Костер потрескивал, выкидывая в небо яркие искры. Шаман мычал, рычал, подвывал и все также продолжал что-то плести. Грине казалось, что всполохи огня плясали, повинуясь движениям рук шамана. Они закручивались вихрем, вытягивались, растягиваясь, и вновь собирались то в малый шар, то закручиваясь воронкой. Наконец все стихло, и шаман протянул мужчине черный камень, непонятно откуда взявшийся в руке старца.
— Дом, — прохрипел старик. — Посмотри мне в глаза и наполни себя. Ты пуст. Ты умер. Давно. Не сейчас. Кровь. Лужа крови, и в ней ты. Ты мал. Твой зверь сохранил тебя. Твой зверь встал на защиту. Родовой зверь. Волк. Зеленый волк за твоей спиной. Он голоден. Безумен, — старик поднялся и принялся ходить вокруг мужчины, кружа над ним костлявыми руками. — Прими его. Прими и обуздай. Он — это ты. Покой. Обретешь ты себя. Подымайся ввысь. Обретешь ты себя. Таким как ты рады. Рады… — все кружил он и кружил в трансе, размахивая руками. — Носитель родового тотема! Обрети жизнь! Жизни дорога твоя не проста. Зверя угомони. Угомони. Прими его! Слышь его! — старик бубнил речитативом, тыкая узловатым пальцем.

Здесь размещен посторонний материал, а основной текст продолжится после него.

//! Per-zone control loop
//!
//! Each step: refresh metrics, reclassify when due, pick the state's role
//! table, drop roles whose gates are closed, schedule at most one
//! production, then resolve bindings for every worker of the zone.

use tracing::{debug, info, warn};

use crate::{
    assignment::{resolve_binding, AssignmentProfile, BindingOutcome, SupplyPoint},
    classifier::ZoneState,
    config::ColonyConfig,
    geometry::Position,
    population::PopulationSnapshot,
    relay::{relay_role, relays_needing_haul, RelayRole},
    roles::{Role, RoleTable},
    scheduler::{schedule_next, FacilityHandle, ProductionFacility, ProductionResult},
    world::{Colony, WorkerId, Zone, ZoneId},
};

#[derive(Debug, Clone, PartialEq)]
pub struct ZoneStepReport {
    pub zone: ZoneId,
    /// Previous and new state when this step changed the state or
    /// classified the zone for the first time.
    pub transition: Option<(ZoneState, ZoneState)>,
    pub role_table_id: String,
    pub production: ProductionResult,
    pub bindings: Vec<(WorkerId, BindingOutcome)>,
}

/// Whether production of `role` makes sense for the zone right now.
pub fn role_gate_open(zone: &Zone, role: Role, config: &ColonyConfig) -> bool {
    match role {
        Role::RelayHauler => {
            !relays_needing_haul(&zone.relays, &zone.node_positions(), &config.relay).is_empty()
        }
        Role::Claimer => {
            zone.level >= config.gating.claim_min_level
                && zone.expansion.as_ref().is_some_and(|target| !target.claimed)
        }
        Role::FieldHauler => zone.field_buffers().next().is_some(),
        Role::ReservoirHauler => zone.reservoir().is_some(),
        Role::Gatherer | Role::Builder | Role::Upgrader => true,
    }
}

/// Copy of `table` without the roles whose gates are closed. Configs with
/// unresolvable roles are kept so scheduling can report them.
pub fn gated_table(table: &RoleTable, zone: &Zone, config: &ColonyConfig) -> RoleTable {
    table.filtered(|role_config| match role_config.resolve_role() {
        Ok(role) => role_gate_open(zone, role, config),
        Err(_) => true,
    })
}

/// Supply points a role may bind to, with the profile that weighs them.
pub fn supply_points(
    zone: &Zone,
    role: Role,
    config: &ColonyConfig,
) -> Option<(Vec<SupplyPoint>, AssignmentProfile)> {
    let hub = zone.hub;
    let point = |id, position: Position| SupplyPoint {
        id,
        distance: hub.distance(position),
    };
    let nodes: Vec<SupplyPoint> = zone
        .nodes
        .iter()
        .map(|node| point(node.id, node.position))
        .collect();
    let storages: Vec<SupplyPoint> = zone
        .storages
        .iter()
        .map(|storage| point(storage.id, storage.position))
        .collect();
    let profiles = &config.assignment;

    match role {
        Role::Gatherer => Some((nodes, profiles.gathering)),
        Role::FieldHauler => Some((
            zone.field_buffers()
                .map(|storage| point(storage.id, storage.position))
                .collect(),
            profiles.field_storage,
        )),
        Role::ReservoirHauler => Some((
            zone.reservoir()
                .map(|storage| point(storage.id, storage.position))
                .into_iter()
                .collect(),
            profiles.field_storage,
        )),
        Role::RelayHauler => {
            let node_positions = zone.node_positions();
            Some((
                zone.relays
                    .iter()
                    .filter(|relay| {
                        relay_role(relay.position, &node_positions, config.relay.source_radius)
                            == RelayRole::SinkSide
                    })
                    .map(|relay| point(relay.id, relay.position))
                    .collect(),
                profiles.relay,
            ))
        }
        Role::Builder | Role::Upgrader if !storages.is_empty() => {
            Some((storages, profiles.field_storage))
        }
        Role::Builder | Role::Upgrader => Some((nodes, profiles.gathering)),
        Role::Claimer => None,
    }
}

fn log_production(zone: &str, result: &ProductionResult) {
    match result {
        Ok(produced) => info!(
            "zone {zone}: producing {} ({} parts, {} energy)",
            produced.role,
            produced.body.len(),
            produced.body.cost()
        ),
        Err(failure) if failure.is_anomaly() => {
            warn!("zone {zone}: production {}: {failure}", failure.category())
        }
        Err(failure) => debug!("zone {zone}: production {}: {failure}", failure.category()),
    }
}

/// Runs the control loop for one zone. Returns `None` for unknown zones.
pub fn run_zone_step(colony: &mut Colony, zone_id: ZoneId, step: u64) -> Option<ZoneStepReport> {
    let mut population = PopulationSnapshot::capture(&*colony, zone_id);

    let Colony {
        zones,
        workers,
        ids,
        config,
        ledger,
        ..
    } = colony;
    let zone = zones.get_mut(&zone_id)?;

    let metrics = zone.metrics();
    let transition = zone
        .status
        .refresh(step, &metrics, &config.classifier)
        .map(|previous| (previous, zone.status.state));
    if let Some((previous, next)) = transition {
        if previous != next {
            info!("zone {}: state {previous} -> {next}", zone.name);
        } else {
            info!("zone {}: classified {next}", zone.name);
        }
    }

    let table = zone.tables.select(zone.status.state, zone.level).clone();
    if zone.status.role_table_id != table.id() {
        debug!(
            "zone {}: role table {} -> {}",
            zone.name,
            zone.status.role_table_id,
            table.id()
        );
        zone.status.role_table_id = table.id().to_string();
    }
    let gated = gated_table(&table, zone, config);

    let production = {
        let mut handle = zone
            .facility
            .as_mut()
            .map(|facility| FacilityHandle::new(facility, ids));
        schedule_next(
            &gated,
            &population,
            handle.as_mut().map(|h| h as &mut dyn ProductionFacility),
        )
    };
    log_production(&zone.name, &production);
    if production.is_ok() {
        ledger.produced += 1;
    }

    let mut worker_ids: Vec<WorkerId> = workers
        .values()
        .filter(|worker| worker.home_zone == zone_id)
        .map(|worker| worker.id)
        .collect();
    worker_ids.sort();

    let mut bindings = Vec::new();
    for worker_id in worker_ids {
        let Some(worker) = workers.get_mut(&worker_id) else {
            continue;
        };
        let Some((candidates, profile)) = supply_points(zone, worker.role, config) else {
            continue;
        };
        let outcome = resolve_binding(
            worker.id,
            worker.binding,
            |point| zone.point_position(point).is_some(),
            &candidates,
            population.bindings(worker.role),
            &profile,
        );
        match outcome {
            BindingOutcome::Kept(_) => {}
            BindingOutcome::Assigned(point) => {
                info!("zone {}: {} {} bound to {point}", zone.name, worker.role, worker.id);
                worker.binding = Some(point);
                population.record_binding(worker.role, worker.id, point);
            }
            BindingOutcome::Reassigned { from, to } => {
                info!(
                    "zone {}: {} {} rebound {from} -> {to}",
                    zone.name, worker.role, worker.id
                );
                worker.binding = Some(to);
                population.record_binding(worker.role, worker.id, to);
            }
            BindingOutcome::Idle => {
                if let Some(stale) = worker.binding.take() {
                    debug!(
                        "zone {}: {} {} lost {stale}, no candidates",
                        zone.name, worker.role, worker.id
                    );
                    population.release(worker.role, worker.id);
                }
            }
        }
        if !matches!(outcome, BindingOutcome::Kept(_)) {
            bindings.push((worker.id, outcome));
        }
    }

    Some(ZoneStepReport {
        zone: zone_id,
        transition,
        role_table_id: table.id().to_string(),
        production,
        bindings,
    })
}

— Прими сущность свою. Себя. Звезды, луна, мир и небо наполнят пустоты души твоей. Пыль и грязь, нечистоты покинут разум твой, — все бормотал он и бормотал, иногда шепотом, иногда переходя на крик. Скакал вокруг Грини, хватал его то за голову, то за плечи, тряс и заглядывал в глаза своими невидящими, белёсыми зрачками. — Ввысь и вверх, и я твой путь. Услышь! Услышь меня! — орал он, обращаясь уже не к человеку, а к той сущности, с которой ему удалось наладить контакт. — Яркий пламенный бог я! И я! И за седьмым перевалом вспыхнет свежим, как ветра глоток!!! Возьми! Приди! — с этими словами он вынул из недр своих одеяний небольшую зверюшку и резким движением рук разорвал ее напополам, окропляя Гриню теплой кровью.
И вновь шаман скакал вокруг костра, выкручивая немыслимые пируэты, размахивая трупиком, и руки его крутили вихрь из цветной светящейся нити, которую глаза Грини уже четко видели. Нить опутывала тело мужчины коконом, просачивалась сквозь кожу, выжигая на ней руны.

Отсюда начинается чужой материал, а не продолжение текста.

pub mod assignment;
pub mod behavior;
pub mod classifier;
pub mod config;
pub mod controller;
pub mod engine;
pub mod geometry;
pub mod logging;
pub mod population;
pub mod relay;
pub mod rng;
pub mod roles;
pub mod scenario;
pub mod scheduler;
pub mod snapshot;
pub mod systems;
pub mod world;

pub use config::ColonyConfig;
pub use engine::{Engine, EngineBuilder, EngineSettings};
pub use scenario::{Scenario, ScenarioLoader};
pub use world::{Colony, ColonySnapshot};
use anyhow::Result;

use crate::{
    controller::run_zone_step,
    engine::{System, SystemContext},
    rng::SystemRng,
    world::Colony,
};

/// Runs the per-zone control loop in zone id order.
pub struct ControllerSystem;

impl ControllerSystem {
    pub fn new() -> Self {
        Self
    }
}

impl Default for ControllerSystem {
    fn default() -> Self {
        Self::new()
    }
}

impl System for ControllerSystem {
    fn name(&self) -> &str {
        "controller"
    }

    fn run(
        &mut self,
        ctx: &SystemContext,
        colony: &mut Colony,
        _rng: &mut SystemRng<'_>,
    ) -> Result<()> {
        for id in colony.zone_ids() {
            run_zone_step(colony, id, ctx.tick);
        }
        Ok(())
    }
}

Почти сутки Гриня находился у шамана. Корабль стоял у берегов острова.
Когда Ворн вместе с капитаном вернулись на корабль, им стало известно, что у Грини случился очередной приступ неконтролируемой ярости, в порыве которой он голыми руками умудрился упокоить двоих моряков и знатно помять пятерых, в том числе и своих же друзей, пока Кардинал не применил свое средство. Недовольные, обозленные моряки связали буйного, и до решения капитана бросили Гриню в трюм. Никакие объяснения о том, что этот человек болен и после лекарства, которое ему ввел Кардинал он более не представляет угрозы, они и слушать не желали.

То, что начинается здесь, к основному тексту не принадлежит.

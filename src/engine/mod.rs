use std::path::PathBuf;

use anyhow::{Context, Result};

use crate::{
    rng::{RngManager, SystemRng},
    snapshot::SnapshotWriter,
    world::{Colony, ColonySnapshot},
};

pub struct EngineSettings {
    pub scenario_name: String,
    pub seed: u64,
    pub snapshot_interval_ticks: u64,
    pub snapshot_dir: PathBuf,
}

pub struct EngineBuilder {
    settings: EngineSettings,
    systems: Vec<Box<dyn System>>,
}

impl EngineBuilder {
    pub fn new(settings: EngineSettings) -> Self {
        Self {
            settings,
            systems: Vec::new(),
        }
    }

    pub fn with_system(mut self, system: impl System + 'static) -> Self {
        self.systems.push(Box::new(system));
        self
    }

    pub fn push_system(&mut self, system: impl System + 'static) {
        self.systems.push(Box::new(system));
    }

    pub fn build(self) -> Engine {
        Engine {
            rng: RngManager::new(self.settings.seed),
            systems: self.systems,
            snapshot_writer: SnapshotWriter::new(
                &self.settings.snapshot_dir,
                self.settings.snapshot_interval_ticks,
            ),
            settings: self.settings,
        }
    }
}

pub struct Engine {
    rng: RngManager,
    systems: Vec<Box<dyn System>>,
    snapshot_writer: SnapshotWriter,
    settings: EngineSettings,
}

impl Engine {
    pub fn run(&mut self, colony: &mut Colony, ticks: u64) -> Result<()> {
        self.run_with_hook(colony, ticks, |_| {})
    }

    /// Runs `ticks` steps, handing the end-of-step snapshot to `hook`.
    pub fn run_with_hook(
        &mut self,
        colony: &mut Colony,
        ticks: u64,
        mut hook: impl FnMut(&ColonySnapshot),
    ) -> Result<()> {
        for _ in 0..ticks {
            self.step(colony)?;
            let snapshot = colony.snapshot(&self.settings.scenario_name);
            self.snapshot_writer.maybe_write(&snapshot)?;
            hook(&snapshot);
        }
        Ok(())
    }

    fn step(&mut self, colony: &mut Colony) -> Result<()> {
        let current_tick = colony.tick();
        for system in &mut self.systems {
            let mut rng_stream = self.rng.stream(system.name());
            let ctx = SystemContext {
                tick: current_tick,
                scenario_name: &self.settings.scenario_name,
            };
            system
                .run(&ctx, colony, &mut rng_stream)
                .with_context(|| format!("system {} failed at tick {current_tick}", system.name()))?;
        }
        colony.advance_time();
        Ok(())
    }

    pub fn system_names(&self) -> Vec<&str> {
        self.systems.iter().map(|system| system.name()).collect()
    }
}

pub struct SystemContext<'a> {
    pub tick: u64,
    pub scenario_name: &'a str,
}

pub trait System {
    fn name(&self) -> &str;
    fn run(
        &mut self,
        ctx: &SystemContext,
        colony: &mut Colony,
        rng: &mut SystemRng<'_>,
    ) -> Result<()>;
}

— Кеп прибудет — с ним и говорите! — хмуро отвечал оставленный за старшего на судне.
На закате прибыл капитан. И паренек вместе с ним. А после он и его гости долго беседовали на камбузе. Гриню выпустили.
— К шаману его надо, — хмурился капитан. — Не пойду я в море с одержимым. Сумеет шаман помочь — хорошо. А нет… — капитан поднял тяжелый взгляд и вперился им в сидящего напротив родича. — Тут останешься, — сказал, словно припечатал. — И никаких возражений! — окинул он холодным взглядом всех присутствующих.
— Он мне нужен, — жестко заявил Кардинал. — И не тебе, человече, в мои дела вмешиваться.
— Вы, господин Кардинал, — с плохо скрываемой пренебрежительностью произнес капитан, — свои законы на своей земле держите. А здесь, — ткнул он пальцем себе под ноги, в корабельные доски, — моя вотчина! И ни вы, капюшоны, ни ваш Император здесь мне не указ! Я сказал, не место одержимому на моем судне, значит, не место! И если бы он не был моим последним родичем, то уже бы вплавь до острова добирался. А мы бы шли своим путем. А кому не по душе такой уклад законов, милости просим, — картинно указал он на выход. — Я никого не держу.
Шумно выдохнув и отхлебнув из кружки напиток, капитан, уже более спокойным тоном продолжил:
— Ходил я к Туяки. Хороший шаман. Если он не поможет… не знаю, кто еще сможет. Собирайся, брат. Я сам с тобой пойду.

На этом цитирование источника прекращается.